“Foolish girl! it’s the most good-natured dog in the world. Here, he’ll give you his paw; come and shake hands with him.”
“I couldn’t do it, sir; I’m jest a-going to set the tea-things. I won’t, then, that’s flat,” exclaimed Rachel, waxing rebellious in the extremity of her terror, and backing rapidly towards the door.
“Yes, you will,” returned Lewis quietly; “every one does as I bid them.” And grasping her wrist, while he fixed his piercing glance sternly upon her, he led her up to the dog, and in spite of a faint show of resistance, a half-frightened, half-indignant “I dare say, indeed,” and a muttered hint of her conviction “that he had lately been accustomed to drive black nigger slaves in Guinea,” with an intimation “that he’d find white flesh and blood wouldn’t stand it, and didn’t ought to, neither,” succeeded in making her shake its great paw, and finally (as she perceived no symptoms of the humanivorous propensities with which her imagination had endowed it), pat its shaggy sides. “There, now you’ve made up your quarrel, Faust shall help you to carry my things upstairs,” said Lewis; and slinging a small travelling valise round the dog’s neck, he again addressed him in German, when the well-trained animal left the room with the astonished but no longer refractory Rachel.
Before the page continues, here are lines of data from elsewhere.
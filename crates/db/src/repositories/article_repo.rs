//! Repository for the `articles`, `article_categories`, and `article_tags`
//! tables.
//!
//! Every write that touches an article's associations runs in a single
//! transaction: the article row and its join rows commit together or not
//! at all.

use std::collections::BTreeSet;

use chrono::Utc;
use matuto_core::article::{resolve_published_at, ArticleStatus};
use matuto_core::pagination::{search_term, Page, Pagination};
use matuto_core::types::{DbId, Timestamp};
use sqlx::PgPool;

use crate::models::article::{
    Article, ArticleDetail, ArticleQuery, ArticleSummary, CreateArticle, PublicArticleQuery,
    UpdateArticle,
};
use crate::repositories::TagRepo;

/// Column list for the `articles` table.
const COLUMNS: &str = "id, author_id, title, slug, summary, content, content_model, \
    article_type, thumbnail, meta_keywords, meta_description, status, is_top, is_comment, \
    view_count, comment_count, published_at, created_at, updated_at";

/// Column list for [`ArticleSummary`].
const SUMMARY_COLUMNS: &str = "id, title, slug, summary, article_type, thumbnail, status, \
    is_top, is_comment, view_count, comment_count, published_at, created_at, updated_at";

/// Shared WHERE clause of the admin list: title, status, category, tag.
const ADMIN_FILTER: &str = "($1::TEXT IS NULL OR title ILIKE $1)
      AND ($2::SMALLINT IS NULL OR status = $2)
      AND ($3::BIGINT IS NULL OR EXISTS (
            SELECT 1 FROM article_categories ac
            WHERE ac.article_id = articles.id AND ac.category_id = $3))
      AND ($4::BIGINT IS NULL OR EXISTS (
            SELECT 1 FROM article_tags atg
            WHERE atg.article_id = articles.id AND atg.tag_id = $4))";

/// Shared WHERE clause of the public list: published only, keyword over
/// title and content, category, tag.
const PUBLIC_FILTER: &str = "status = 1
      AND ($1::TEXT IS NULL OR title ILIKE $1 OR content ILIKE $1)
      AND ($2::BIGINT IS NULL OR EXISTS (
            SELECT 1 FROM article_categories ac
            WHERE ac.article_id = articles.id AND ac.category_id = $2))
      AND ($3::BIGINT IS NULL OR EXISTS (
            SELECT 1 FROM article_tags atg
            WHERE atg.article_id = articles.id AND atg.tag_id = $3))";

/// Pinned first, then newest.
const LIST_ORDER: &str = "is_top DESC, created_at DESC, id DESC";

/// Provides CRUD operations for articles and their associations.
pub struct ArticleRepo;

impl ArticleRepo {
    /// Insert an article together with its category and tag rows.
    ///
    /// `add_tags` names are resolved (or created) inside the same
    /// transaction and merged into the tag set.
    pub async fn create(
        pool: &PgPool,
        input: &CreateArticle,
        author_id: Option<DbId>,
    ) -> Result<ArticleDetail, sqlx::Error> {
        let status = input.status.unwrap_or(ArticleStatus::Draft.id());
        let published_at =
            resolve_published_at(None, ArticleStatus::try_from(status).unwrap_or_default(), Utc::now());

        let mut tx = pool.begin().await?;

        let insert_query = format!(
            "INSERT INTO articles
                (author_id, title, slug, summary, content, content_model, article_type,
                 thumbnail, meta_keywords, meta_description, status, is_top, is_comment,
                 published_at)
             VALUES ($1, $2, COALESCE($3, ''), $4, $5, COALESCE($6, 'markdown'),
                     COALESCE($7, 'article'), $8, $9, $10, $11, COALESCE($12, false),
                     COALESCE($13, true), $14)
             RETURNING {COLUMNS}"
        );
        let article = sqlx::query_as::<_, Article>(&insert_query)
            .bind(author_id)
            .bind(input.title.trim())
            .bind(&input.slug)
            .bind(&input.summary)
            .bind(&input.content)
            .bind(&input.content_model)
            .bind(&input.article_type)
            .bind(&input.thumbnail)
            .bind(&input.meta_keywords)
            .bind(&input.meta_description)
            .bind(status)
            .bind(input.is_top)
            .bind(input.is_comment)
            .bind(published_at)
            .fetch_one(&mut *tx)
            .await?;

        let tag_ids = Self::resolve_tags_inner(&mut tx, &input.tag_ids, &input.add_tags).await?;
        let category_ids = Self::set_categories_inner(&mut tx, article.id, &input.category_ids).await?;
        let tag_ids = Self::set_tags_inner(&mut tx, article.id, &tag_ids).await?;

        tx.commit().await?;
        Ok(ArticleDetail {
            article,
            category_ids,
            tag_ids,
        })
    }

    /// Find an article by ID regardless of status.
    pub async fn find_by_id(pool: &PgPool, id: DbId) -> Result<Option<Article>, sqlx::Error> {
        let query = format!("SELECT {COLUMNS} FROM articles WHERE id = $1");
        sqlx::query_as::<_, Article>(&query)
            .bind(id)
            .fetch_optional(pool)
            .await
    }

    /// Find a published article by ID.
    pub async fn find_published(pool: &PgPool, id: DbId) -> Result<Option<Article>, sqlx::Error> {
        let query = format!("SELECT {COLUMNS} FROM articles WHERE id = $1 AND status = 1");
        sqlx::query_as::<_, Article>(&query)
            .bind(id)
            .fetch_optional(pool)
            .await
    }

    /// Find an article with its category and tag ids.
    pub async fn find_detail(pool: &PgPool, id: DbId) -> Result<Option<ArticleDetail>, sqlx::Error> {
        match Self::find_by_id(pool, id).await? {
            Some(article) => Ok(Some(Self::with_associations(pool, article).await?)),
            None => Ok(None),
        }
    }

    /// Attach the category and tag ids of an already loaded article.
    pub async fn with_associations(
        pool: &PgPool,
        article: Article,
    ) -> Result<ArticleDetail, sqlx::Error> {
        let category_ids = Self::category_ids(pool, article.id).await?;
        let tag_ids = Self::tag_ids(pool, article.id).await?;
        Ok(ArticleDetail {
            article,
            category_ids,
            tag_ids,
        })
    }

    /// One page of the admin article list.
    pub async fn list_page(
        pool: &PgPool,
        params: &ArticleQuery,
        pagination: Pagination,
    ) -> Result<Page<ArticleSummary>, sqlx::Error> {
        let title = search_term(params.title.as_deref());

        let count_query = format!("SELECT COUNT(*) FROM articles WHERE {ADMIN_FILTER}");
        let total: i64 = sqlx::query_scalar(&count_query)
            .bind(&title)
            .bind(params.status)
            .bind(params.category_id)
            .bind(params.tag_id)
            .fetch_one(pool)
            .await?;

        let query = format!(
            "SELECT {SUMMARY_COLUMNS} FROM articles WHERE {ADMIN_FILTER}
             ORDER BY {LIST_ORDER}
             LIMIT $5 OFFSET $6"
        );
        let items = sqlx::query_as::<_, ArticleSummary>(&query)
            .bind(&title)
            .bind(params.status)
            .bind(params.category_id)
            .bind(params.tag_id)
            .bind(pagination.limit())
            .bind(pagination.offset())
            .fetch_all(pool)
            .await?;

        Ok(Page::new(items, total, pagination))
    }

    /// One page of published articles for visitors.
    pub async fn list_public_page(
        pool: &PgPool,
        params: &PublicArticleQuery,
        pagination: Pagination,
    ) -> Result<Page<ArticleSummary>, sqlx::Error> {
        let keyword = search_term(params.keyword.as_deref());

        let count_query = format!("SELECT COUNT(*) FROM articles WHERE {PUBLIC_FILTER}");
        let total: i64 = sqlx::query_scalar(&count_query)
            .bind(&keyword)
            .bind(params.category_id)
            .bind(params.tag_id)
            .fetch_one(pool)
            .await?;

        let query = format!(
            "SELECT {SUMMARY_COLUMNS} FROM articles WHERE {PUBLIC_FILTER}
             ORDER BY {LIST_ORDER}
             LIMIT $4 OFFSET $5"
        );
        let items = sqlx::query_as::<_, ArticleSummary>(&query)
            .bind(&keyword)
            .bind(params.category_id)
            .bind(params.tag_id)
            .bind(pagination.limit())
            .bind(pagination.offset())
            .fetch_all(pool)
            .await?;

        Ok(Page::new(items, total, pagination))
    }

    /// Update an article and replace its category and tag sets.
    ///
    /// Returns `None` if no row with the given `id` exists.
    pub async fn update(
        pool: &PgPool,
        id: DbId,
        input: &UpdateArticle,
    ) -> Result<Option<ArticleDetail>, sqlx::Error> {
        let mut tx = pool.begin().await?;

        let current: Option<(i16, Option<Timestamp>)> =
            sqlx::query_as("SELECT status, published_at FROM articles WHERE id = $1 FOR UPDATE")
                .bind(id)
                .fetch_optional(&mut *tx)
                .await?;
        let Some((current_status, current_published_at)) = current else {
            return Ok(None);
        };

        let status = input.status.unwrap_or(current_status);
        let published_at = resolve_published_at(
            current_published_at,
            ArticleStatus::try_from(status).unwrap_or_default(),
            Utc::now(),
        );

        let update_query = format!(
            "UPDATE articles SET
                title = COALESCE($2, title),
                slug = COALESCE($3, slug),
                summary = COALESCE($4, summary),
                content = COALESCE($5, content),
                content_model = COALESCE($6, content_model),
                article_type = COALESCE($7, article_type),
                thumbnail = COALESCE($8, thumbnail),
                meta_keywords = COALESCE($9, meta_keywords),
                meta_description = COALESCE($10, meta_description),
                status = $11,
                is_top = COALESCE($12, is_top),
                is_comment = COALESCE($13, is_comment),
                published_at = $14
             WHERE id = $1
             RETURNING {COLUMNS}"
        );
        let article = sqlx::query_as::<_, Article>(&update_query)
            .bind(id)
            .bind(input.title.as_deref().map(str::trim))
            .bind(&input.slug)
            .bind(&input.summary)
            .bind(&input.content)
            .bind(&input.content_model)
            .bind(&input.article_type)
            .bind(&input.thumbnail)
            .bind(&input.meta_keywords)
            .bind(&input.meta_description)
            .bind(status)
            .bind(input.is_top)
            .bind(input.is_comment)
            .bind(published_at)
            .fetch_one(&mut *tx)
            .await?;

        let tag_ids = Self::resolve_tags_inner(&mut tx, &input.tag_ids, &input.add_tags).await?;
        let category_ids = Self::set_categories_inner(&mut tx, id, &input.category_ids).await?;
        let tag_ids = Self::set_tags_inner(&mut tx, id, &tag_ids).await?;

        tx.commit().await?;
        Ok(Some(ArticleDetail {
            article,
            category_ids,
            tag_ids,
        }))
    }

    /// Delete an article with its join rows and comments.
    pub async fn delete(pool: &PgPool, id: DbId) -> Result<bool, sqlx::Error> {
        let mut tx = pool.begin().await?;

        for statement in [
            "DELETE FROM article_categories WHERE article_id = $1",
            "DELETE FROM article_tags WHERE article_id = $1",
            "DELETE FROM comments WHERE article_id = $1",
        ] {
            sqlx::query(statement).bind(id).execute(&mut *tx).await?;
        }

        let result = sqlx::query("DELETE FROM articles WHERE id = $1")
            .bind(id)
            .execute(&mut *tx)
            .await?;

        tx.commit().await?;
        Ok(result.rows_affected() > 0)
    }

    /// Bump the view counter of a published article.
    pub async fn increment_views(pool: &PgPool, id: DbId) -> Result<(), sqlx::Error> {
        sqlx::query("UPDATE articles SET view_count = view_count + 1 WHERE id = $1")
            .bind(id)
            .execute(pool)
            .await?;
        Ok(())
    }

    // -----------------------------------------------------------------------
    // Association helpers
    // -----------------------------------------------------------------------

    pub async fn category_ids(pool: &PgPool, article_id: DbId) -> Result<Vec<DbId>, sqlx::Error> {
        sqlx::query_scalar(
            "SELECT category_id FROM article_categories WHERE article_id = $1 ORDER BY category_id",
        )
        .bind(article_id)
        .fetch_all(pool)
        .await
    }

    pub async fn tag_ids(pool: &PgPool, article_id: DbId) -> Result<Vec<DbId>, sqlx::Error> {
        sqlx::query_scalar("SELECT tag_id FROM article_tags WHERE article_id = $1 ORDER BY tag_id")
            .bind(article_id)
            .fetch_all(pool)
            .await
    }

    // -----------------------------------------------------------------------
    // Internal helpers
    // -----------------------------------------------------------------------

    /// Merge explicit tag ids with the ids of the named tags, creating any
    /// unknown names.
    async fn resolve_tags_inner(
        tx: &mut sqlx::Transaction<'_, sqlx::Postgres>,
        tag_ids: &[DbId],
        add_tags: &[String],
    ) -> Result<Vec<DbId>, sqlx::Error> {
        let mut ids = tag_ids.to_vec();
        for name in add_tags.iter().filter(|n| !n.trim().is_empty()) {
            ids.push(TagRepo::find_or_create_inner(tx, name).await?);
        }
        Ok(ids)
    }

    /// Replace category associations within an existing transaction.
    ///
    /// Returns the stored ids, de-duplicated and sorted.
    async fn set_categories_inner(
        tx: &mut sqlx::Transaction<'_, sqlx::Postgres>,
        article_id: DbId,
        category_ids: &[DbId],
    ) -> Result<Vec<DbId>, sqlx::Error> {
        sqlx::query("DELETE FROM article_categories WHERE article_id = $1")
            .bind(article_id)
            .execute(&mut **tx)
            .await?;

        let ids: Vec<DbId> = category_ids.iter().copied().collect::<BTreeSet<_>>().into_iter().collect();
        for &category_id in &ids {
            sqlx::query("INSERT INTO article_categories (article_id, category_id) VALUES ($1, $2)")
                .bind(article_id)
                .bind(category_id)
                .execute(&mut **tx)
                .await?;
        }
        Ok(ids)
    }

    /// Replace tag associations within an existing transaction.
    async fn set_tags_inner(
        tx: &mut sqlx::Transaction<'_, sqlx::Postgres>,
        article_id: DbId,
        tag_ids: &[DbId],
    ) -> Result<Vec<DbId>, sqlx::Error> {
        sqlx::query("DELETE FROM article_tags WHERE article_id = $1")
            .bind(article_id)
            .execute(&mut **tx)
            .await?;

        let ids: Vec<DbId> = tag_ids.iter().copied().collect::<BTreeSet<_>>().into_iter().collect();
        for &tag_id in &ids {
            sqlx::query("INSERT INTO article_tags (article_id, tag_id) VALUES ($1, $2)")
                .bind(article_id)
                .bind(tag_id)
                .execute(&mut **tx)
                .await?;
        }
        Ok(ids)
    }
}
//! Request handlers.
//!
//! Each submodule provides the async handler functions for one resource.
//! Handlers validate input with the rules in `matuto_core`, delegate to the
//! corresponding repository in `matuto_db`, and map errors via [`AppError`].
//!
//! [`AppError`]: crate::error::AppError

pub mod articles;
pub mod attachments;
pub mod auth;
pub mod categories;
pub mod comments;
pub mod public;
pub mod tags;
“You must be a conjurer, Lewis,” exclaimed his mother, who had remained a silent but amused spectator of the foregoing scene. “Why, Rachel manages the whole house. Rose and I do exactly what she tells us, don’t we, Rose? What did you do to her? was it mesmerism?”
“I made use of one of the secrets of the mesmerist, certainly,” replied Lewis; “I managed her by the power of a strong will over a weak one.”
“I should hardly call Rachel’s a weak will,” observed Rose, with a quiet smile.
“You must confess, at all events, mine is a stronger,” replied Lewis. “When I consider it necessary to carry a point, I usually find some way of doing it; it was necessary for the sake of Faust’s well-being to manage Rachel, and I did so.”